After finding the line with "producing a trajectory." in the entries below, retype exactly each line from there through the line with "pub enum EmulatorError", including that final line.
= Beginning of Section =
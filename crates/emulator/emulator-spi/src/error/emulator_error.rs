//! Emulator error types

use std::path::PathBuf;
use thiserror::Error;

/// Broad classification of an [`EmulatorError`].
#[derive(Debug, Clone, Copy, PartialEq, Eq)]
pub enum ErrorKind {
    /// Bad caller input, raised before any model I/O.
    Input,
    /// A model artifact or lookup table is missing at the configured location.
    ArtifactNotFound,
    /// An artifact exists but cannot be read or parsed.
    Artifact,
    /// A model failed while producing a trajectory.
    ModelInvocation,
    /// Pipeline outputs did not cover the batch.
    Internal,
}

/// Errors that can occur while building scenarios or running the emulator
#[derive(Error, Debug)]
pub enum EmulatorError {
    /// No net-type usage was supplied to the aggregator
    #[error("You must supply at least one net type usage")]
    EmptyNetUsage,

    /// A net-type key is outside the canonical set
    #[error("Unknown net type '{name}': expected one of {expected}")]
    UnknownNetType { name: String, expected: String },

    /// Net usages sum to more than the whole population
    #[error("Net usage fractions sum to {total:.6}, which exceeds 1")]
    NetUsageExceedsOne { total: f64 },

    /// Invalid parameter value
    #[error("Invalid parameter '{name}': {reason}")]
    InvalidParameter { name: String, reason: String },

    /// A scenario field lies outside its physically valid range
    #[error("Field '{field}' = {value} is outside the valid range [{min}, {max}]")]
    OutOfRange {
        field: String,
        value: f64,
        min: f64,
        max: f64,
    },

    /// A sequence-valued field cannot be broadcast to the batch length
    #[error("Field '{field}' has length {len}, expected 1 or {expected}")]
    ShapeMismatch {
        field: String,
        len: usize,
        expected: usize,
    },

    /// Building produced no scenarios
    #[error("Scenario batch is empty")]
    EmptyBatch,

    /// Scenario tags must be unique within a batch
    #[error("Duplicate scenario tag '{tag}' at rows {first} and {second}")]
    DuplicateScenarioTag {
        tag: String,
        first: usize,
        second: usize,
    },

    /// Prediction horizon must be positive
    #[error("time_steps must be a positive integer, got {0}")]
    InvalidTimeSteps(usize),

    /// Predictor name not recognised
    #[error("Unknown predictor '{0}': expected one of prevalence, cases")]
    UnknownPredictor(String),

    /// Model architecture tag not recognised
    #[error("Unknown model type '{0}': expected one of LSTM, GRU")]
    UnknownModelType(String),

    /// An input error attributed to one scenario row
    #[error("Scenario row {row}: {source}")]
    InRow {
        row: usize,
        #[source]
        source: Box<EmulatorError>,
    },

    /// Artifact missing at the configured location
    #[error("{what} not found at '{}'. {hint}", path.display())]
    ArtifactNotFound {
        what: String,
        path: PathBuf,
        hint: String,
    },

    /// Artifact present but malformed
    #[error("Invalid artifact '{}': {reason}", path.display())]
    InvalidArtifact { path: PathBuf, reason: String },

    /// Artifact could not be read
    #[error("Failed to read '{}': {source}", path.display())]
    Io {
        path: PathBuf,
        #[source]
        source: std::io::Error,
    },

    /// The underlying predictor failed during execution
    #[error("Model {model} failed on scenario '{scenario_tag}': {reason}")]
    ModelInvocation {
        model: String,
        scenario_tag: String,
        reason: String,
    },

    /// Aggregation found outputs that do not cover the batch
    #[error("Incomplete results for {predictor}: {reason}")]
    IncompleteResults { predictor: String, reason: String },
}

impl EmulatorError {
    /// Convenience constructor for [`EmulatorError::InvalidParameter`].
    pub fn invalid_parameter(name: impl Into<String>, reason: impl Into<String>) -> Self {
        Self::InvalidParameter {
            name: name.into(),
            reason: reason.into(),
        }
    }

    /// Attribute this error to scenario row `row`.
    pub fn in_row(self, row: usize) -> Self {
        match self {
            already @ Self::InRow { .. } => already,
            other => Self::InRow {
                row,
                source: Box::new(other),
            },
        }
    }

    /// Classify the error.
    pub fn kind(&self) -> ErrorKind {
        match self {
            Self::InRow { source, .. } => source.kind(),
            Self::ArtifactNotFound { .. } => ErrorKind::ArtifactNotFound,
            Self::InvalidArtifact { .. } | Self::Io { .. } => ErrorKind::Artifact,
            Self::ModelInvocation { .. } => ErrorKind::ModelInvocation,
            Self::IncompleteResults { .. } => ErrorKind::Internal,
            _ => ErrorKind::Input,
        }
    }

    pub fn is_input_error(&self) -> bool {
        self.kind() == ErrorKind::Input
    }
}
= End of Section =
= Beginning of Section =
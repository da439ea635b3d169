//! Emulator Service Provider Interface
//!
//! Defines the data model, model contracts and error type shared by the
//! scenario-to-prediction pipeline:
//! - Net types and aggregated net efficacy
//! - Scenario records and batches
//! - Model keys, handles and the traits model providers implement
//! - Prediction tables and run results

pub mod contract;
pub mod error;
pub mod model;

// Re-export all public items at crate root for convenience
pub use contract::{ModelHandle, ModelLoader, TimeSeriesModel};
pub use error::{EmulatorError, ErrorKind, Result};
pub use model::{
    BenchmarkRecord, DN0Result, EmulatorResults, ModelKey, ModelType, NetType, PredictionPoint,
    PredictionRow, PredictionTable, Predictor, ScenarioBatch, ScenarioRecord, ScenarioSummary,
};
= End of Section =
Solution for this problem:
    /// A model failed while producing a trajectory.
    ModelInvocation,
    /// Pipeline outputs did not cover the batch.
    Internal,
}

/// Errors that can occur while building scenarios or running the emulator
#[derive(Error, Debug)]
pub enum EmulatorError {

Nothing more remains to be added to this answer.